BRIEF: Produce a character-for-character copy of the data below.

=-=-=-=-=

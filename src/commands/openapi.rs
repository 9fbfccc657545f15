//! OpenAPI command - Prints the API description to stdout.

use utoipa::OpenApi;

use crate::api::ApiDoc;
use crate::errors::{AppError, AppResult};

/// Execute the openapi command
pub async fn execute() -> AppResult<()> {
    let json = ApiDoc::openapi()
        .to_pretty_json()
        .map_err(|e| AppError::internal(format!("Failed to render OpenAPI document: {}", e)))?;

    println!("{}", json);
    Ok(())
}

=-=-=-=-=

OUTPUT OF THE EXERCISE:
filename src/commands/openapi.rs
repository 9fbfccc657545f15
//! OpenAPI command - Prints the API description to stdout.

use utoipa::OpenApi;

use crate::api::ApiDoc;
use crate::errors::{AppError, AppResult};

/// Execute the openapi command
pub async fn execute() -> AppResult<()> {
    let json = ApiDoc::openapi()
        .to_pretty_json()
        .map_err(|e| AppError::internal(format!("Failed to render OpenAPI document: {}", e)))?;

    println!("{}", json);
    Ok(())
}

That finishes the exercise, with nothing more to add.